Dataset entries
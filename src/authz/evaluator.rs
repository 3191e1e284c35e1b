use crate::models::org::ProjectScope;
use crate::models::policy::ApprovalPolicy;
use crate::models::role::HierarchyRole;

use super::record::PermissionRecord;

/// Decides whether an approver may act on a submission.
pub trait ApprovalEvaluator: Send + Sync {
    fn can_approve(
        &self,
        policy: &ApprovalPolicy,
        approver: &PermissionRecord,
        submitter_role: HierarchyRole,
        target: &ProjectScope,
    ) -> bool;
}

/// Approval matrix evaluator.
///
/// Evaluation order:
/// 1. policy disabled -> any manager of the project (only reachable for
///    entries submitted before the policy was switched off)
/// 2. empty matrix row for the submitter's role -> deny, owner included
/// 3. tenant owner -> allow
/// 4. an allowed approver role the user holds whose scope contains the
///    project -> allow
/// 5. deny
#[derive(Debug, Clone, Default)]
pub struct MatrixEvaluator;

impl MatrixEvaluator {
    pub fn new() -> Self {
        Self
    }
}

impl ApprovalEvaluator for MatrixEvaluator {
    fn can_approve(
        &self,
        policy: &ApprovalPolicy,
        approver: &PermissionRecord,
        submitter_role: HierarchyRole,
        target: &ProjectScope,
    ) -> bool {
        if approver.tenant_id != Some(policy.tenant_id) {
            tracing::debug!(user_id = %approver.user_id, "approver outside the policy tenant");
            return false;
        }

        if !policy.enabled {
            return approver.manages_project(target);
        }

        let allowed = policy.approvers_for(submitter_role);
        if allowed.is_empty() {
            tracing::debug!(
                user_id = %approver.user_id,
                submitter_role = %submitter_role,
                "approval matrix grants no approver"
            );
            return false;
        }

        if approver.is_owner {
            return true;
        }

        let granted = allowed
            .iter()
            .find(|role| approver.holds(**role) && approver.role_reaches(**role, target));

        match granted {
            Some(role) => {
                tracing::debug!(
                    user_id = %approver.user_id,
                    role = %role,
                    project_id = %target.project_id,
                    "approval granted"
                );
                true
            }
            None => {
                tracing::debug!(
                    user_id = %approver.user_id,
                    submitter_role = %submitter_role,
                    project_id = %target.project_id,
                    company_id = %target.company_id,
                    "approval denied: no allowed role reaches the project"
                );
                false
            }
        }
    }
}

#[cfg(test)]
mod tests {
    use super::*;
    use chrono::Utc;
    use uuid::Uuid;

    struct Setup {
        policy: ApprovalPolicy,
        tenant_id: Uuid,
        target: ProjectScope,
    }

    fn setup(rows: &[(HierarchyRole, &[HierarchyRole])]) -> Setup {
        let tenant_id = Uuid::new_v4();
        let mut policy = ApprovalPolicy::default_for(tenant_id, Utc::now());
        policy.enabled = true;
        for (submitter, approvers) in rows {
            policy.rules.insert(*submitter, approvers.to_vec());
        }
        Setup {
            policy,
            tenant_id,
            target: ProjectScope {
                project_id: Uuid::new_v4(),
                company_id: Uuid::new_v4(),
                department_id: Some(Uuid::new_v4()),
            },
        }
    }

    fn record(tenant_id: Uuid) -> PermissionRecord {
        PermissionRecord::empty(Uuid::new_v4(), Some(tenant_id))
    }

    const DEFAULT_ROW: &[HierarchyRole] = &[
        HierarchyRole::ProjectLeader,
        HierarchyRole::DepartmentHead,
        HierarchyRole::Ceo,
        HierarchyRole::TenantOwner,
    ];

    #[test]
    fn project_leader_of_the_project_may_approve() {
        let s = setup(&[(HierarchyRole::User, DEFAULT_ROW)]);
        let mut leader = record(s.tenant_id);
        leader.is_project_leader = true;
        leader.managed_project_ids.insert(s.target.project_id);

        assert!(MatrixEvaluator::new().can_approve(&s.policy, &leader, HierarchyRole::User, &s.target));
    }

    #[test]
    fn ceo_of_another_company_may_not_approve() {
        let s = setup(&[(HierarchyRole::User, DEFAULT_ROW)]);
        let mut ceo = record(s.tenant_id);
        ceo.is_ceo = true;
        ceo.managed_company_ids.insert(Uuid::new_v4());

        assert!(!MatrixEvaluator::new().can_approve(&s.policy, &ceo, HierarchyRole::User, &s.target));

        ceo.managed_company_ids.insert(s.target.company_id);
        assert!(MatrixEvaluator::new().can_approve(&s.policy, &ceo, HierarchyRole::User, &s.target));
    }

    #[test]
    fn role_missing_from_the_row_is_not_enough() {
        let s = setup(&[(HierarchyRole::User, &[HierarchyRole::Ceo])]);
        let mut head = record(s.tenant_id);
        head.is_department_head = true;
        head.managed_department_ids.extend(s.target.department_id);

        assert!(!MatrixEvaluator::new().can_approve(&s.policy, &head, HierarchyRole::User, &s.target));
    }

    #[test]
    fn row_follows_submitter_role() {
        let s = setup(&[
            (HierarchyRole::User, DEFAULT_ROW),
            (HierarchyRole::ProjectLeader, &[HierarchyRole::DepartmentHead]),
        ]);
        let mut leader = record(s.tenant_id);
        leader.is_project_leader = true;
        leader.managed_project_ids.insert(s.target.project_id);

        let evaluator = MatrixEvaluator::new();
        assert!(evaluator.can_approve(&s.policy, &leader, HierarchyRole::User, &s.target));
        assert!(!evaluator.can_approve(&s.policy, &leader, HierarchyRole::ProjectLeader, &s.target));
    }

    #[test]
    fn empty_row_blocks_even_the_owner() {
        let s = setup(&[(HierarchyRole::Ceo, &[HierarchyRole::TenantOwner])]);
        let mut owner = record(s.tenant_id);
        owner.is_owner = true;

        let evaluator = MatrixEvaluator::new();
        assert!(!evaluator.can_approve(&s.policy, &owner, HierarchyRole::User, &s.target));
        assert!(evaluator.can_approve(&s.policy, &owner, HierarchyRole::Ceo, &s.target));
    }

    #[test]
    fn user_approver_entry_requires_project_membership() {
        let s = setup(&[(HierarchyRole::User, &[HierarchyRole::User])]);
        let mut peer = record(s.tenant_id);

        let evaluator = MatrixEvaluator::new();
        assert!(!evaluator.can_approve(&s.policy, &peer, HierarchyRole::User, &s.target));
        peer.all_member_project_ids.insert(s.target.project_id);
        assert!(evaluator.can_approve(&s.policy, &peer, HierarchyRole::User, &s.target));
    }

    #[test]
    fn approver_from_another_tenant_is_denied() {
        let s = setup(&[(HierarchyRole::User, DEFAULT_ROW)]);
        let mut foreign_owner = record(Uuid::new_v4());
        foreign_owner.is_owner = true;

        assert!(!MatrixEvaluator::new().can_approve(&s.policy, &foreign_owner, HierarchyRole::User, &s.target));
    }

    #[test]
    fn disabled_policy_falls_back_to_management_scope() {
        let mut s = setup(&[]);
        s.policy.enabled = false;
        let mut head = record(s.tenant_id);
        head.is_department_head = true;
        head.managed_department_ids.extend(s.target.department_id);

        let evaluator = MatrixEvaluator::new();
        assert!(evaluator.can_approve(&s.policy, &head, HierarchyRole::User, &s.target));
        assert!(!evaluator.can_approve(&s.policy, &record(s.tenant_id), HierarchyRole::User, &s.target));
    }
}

...

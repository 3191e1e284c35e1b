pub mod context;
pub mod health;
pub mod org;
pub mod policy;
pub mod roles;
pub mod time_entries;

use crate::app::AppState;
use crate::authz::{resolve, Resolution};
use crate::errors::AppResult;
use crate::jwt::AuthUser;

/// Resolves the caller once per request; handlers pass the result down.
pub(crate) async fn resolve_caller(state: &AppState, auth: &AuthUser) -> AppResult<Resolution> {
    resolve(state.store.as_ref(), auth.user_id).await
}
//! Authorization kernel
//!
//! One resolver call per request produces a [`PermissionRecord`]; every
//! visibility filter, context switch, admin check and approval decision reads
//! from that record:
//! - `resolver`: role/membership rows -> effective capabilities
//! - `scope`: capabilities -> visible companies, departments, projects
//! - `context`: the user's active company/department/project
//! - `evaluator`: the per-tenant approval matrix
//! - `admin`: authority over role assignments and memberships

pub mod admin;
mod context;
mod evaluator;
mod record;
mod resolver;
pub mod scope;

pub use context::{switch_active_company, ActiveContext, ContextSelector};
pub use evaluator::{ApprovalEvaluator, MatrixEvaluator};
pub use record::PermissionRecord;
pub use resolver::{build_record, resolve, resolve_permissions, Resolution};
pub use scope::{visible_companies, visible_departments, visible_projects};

...

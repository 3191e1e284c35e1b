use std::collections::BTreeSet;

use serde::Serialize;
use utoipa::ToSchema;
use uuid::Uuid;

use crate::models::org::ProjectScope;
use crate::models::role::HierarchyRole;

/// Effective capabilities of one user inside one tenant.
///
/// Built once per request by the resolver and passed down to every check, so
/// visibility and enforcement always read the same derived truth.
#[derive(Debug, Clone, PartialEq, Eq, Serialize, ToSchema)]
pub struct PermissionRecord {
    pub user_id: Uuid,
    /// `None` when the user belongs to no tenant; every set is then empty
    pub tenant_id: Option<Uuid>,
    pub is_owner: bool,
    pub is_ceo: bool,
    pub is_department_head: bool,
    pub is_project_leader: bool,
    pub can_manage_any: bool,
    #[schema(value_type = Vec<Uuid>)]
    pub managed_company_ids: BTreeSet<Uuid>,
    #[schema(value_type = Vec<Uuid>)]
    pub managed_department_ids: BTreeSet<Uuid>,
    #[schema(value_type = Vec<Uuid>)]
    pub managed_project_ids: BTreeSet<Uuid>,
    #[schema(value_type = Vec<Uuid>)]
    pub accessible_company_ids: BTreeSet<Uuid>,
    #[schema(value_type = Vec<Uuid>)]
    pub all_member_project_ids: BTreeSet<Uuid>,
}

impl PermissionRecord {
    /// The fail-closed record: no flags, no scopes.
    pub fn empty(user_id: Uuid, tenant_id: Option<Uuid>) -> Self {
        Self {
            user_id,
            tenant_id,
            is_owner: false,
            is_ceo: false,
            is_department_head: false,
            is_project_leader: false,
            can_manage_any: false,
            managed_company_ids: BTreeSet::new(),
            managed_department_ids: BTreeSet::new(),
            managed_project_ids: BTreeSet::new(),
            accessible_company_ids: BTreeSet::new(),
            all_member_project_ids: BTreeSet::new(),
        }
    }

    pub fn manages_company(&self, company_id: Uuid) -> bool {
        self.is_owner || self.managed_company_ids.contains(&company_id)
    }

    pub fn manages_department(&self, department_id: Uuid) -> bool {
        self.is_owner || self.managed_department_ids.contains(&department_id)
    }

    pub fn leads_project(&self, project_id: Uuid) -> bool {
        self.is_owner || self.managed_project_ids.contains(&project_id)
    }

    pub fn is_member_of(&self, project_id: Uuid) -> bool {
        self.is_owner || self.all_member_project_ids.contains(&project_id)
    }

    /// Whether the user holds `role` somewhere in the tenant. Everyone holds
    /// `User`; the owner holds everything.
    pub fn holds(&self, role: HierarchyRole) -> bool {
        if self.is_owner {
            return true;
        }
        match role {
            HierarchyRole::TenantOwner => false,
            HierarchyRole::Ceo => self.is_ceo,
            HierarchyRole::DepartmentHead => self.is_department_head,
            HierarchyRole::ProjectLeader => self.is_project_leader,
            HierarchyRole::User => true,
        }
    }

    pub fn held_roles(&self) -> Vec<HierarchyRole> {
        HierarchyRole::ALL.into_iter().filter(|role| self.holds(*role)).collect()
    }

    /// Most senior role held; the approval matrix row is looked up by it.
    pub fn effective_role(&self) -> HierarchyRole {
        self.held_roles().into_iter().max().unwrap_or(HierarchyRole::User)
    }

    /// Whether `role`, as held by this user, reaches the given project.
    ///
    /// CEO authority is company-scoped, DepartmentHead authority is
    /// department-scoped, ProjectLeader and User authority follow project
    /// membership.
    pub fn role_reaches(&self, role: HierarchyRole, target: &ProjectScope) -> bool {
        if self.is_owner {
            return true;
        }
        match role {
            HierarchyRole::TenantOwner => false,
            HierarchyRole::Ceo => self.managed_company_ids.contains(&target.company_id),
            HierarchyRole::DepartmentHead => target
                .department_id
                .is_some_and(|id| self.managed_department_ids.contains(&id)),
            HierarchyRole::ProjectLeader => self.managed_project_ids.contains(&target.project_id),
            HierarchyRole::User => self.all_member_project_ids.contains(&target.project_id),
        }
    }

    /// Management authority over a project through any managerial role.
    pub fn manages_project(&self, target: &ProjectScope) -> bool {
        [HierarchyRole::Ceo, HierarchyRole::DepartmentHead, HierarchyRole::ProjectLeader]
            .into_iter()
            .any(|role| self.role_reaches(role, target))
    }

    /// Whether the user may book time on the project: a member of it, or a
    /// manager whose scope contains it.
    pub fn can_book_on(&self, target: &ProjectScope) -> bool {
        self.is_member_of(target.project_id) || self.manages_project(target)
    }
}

### EXERCISE DETAILS
Check each line of the entries for the string "crate". Copy the lines that have it.

### RESULT OF THE TASK
use crate::models::org::ProjectScope;
use crate::models::policy::ApprovalPolicy;
use crate::models::role::HierarchyRole;
use crate::app::AppState;
use crate::authz::{resolve, Resolution};
use crate::errors::AppResult;
use crate::jwt::AuthUser;
pub(crate) async fn resolve_caller(state: &AppState, auth: &AuthUser) -> AppResult<Resolution> {
use crate::models::org::ProjectScope;
use crate::models::role::HierarchyRole;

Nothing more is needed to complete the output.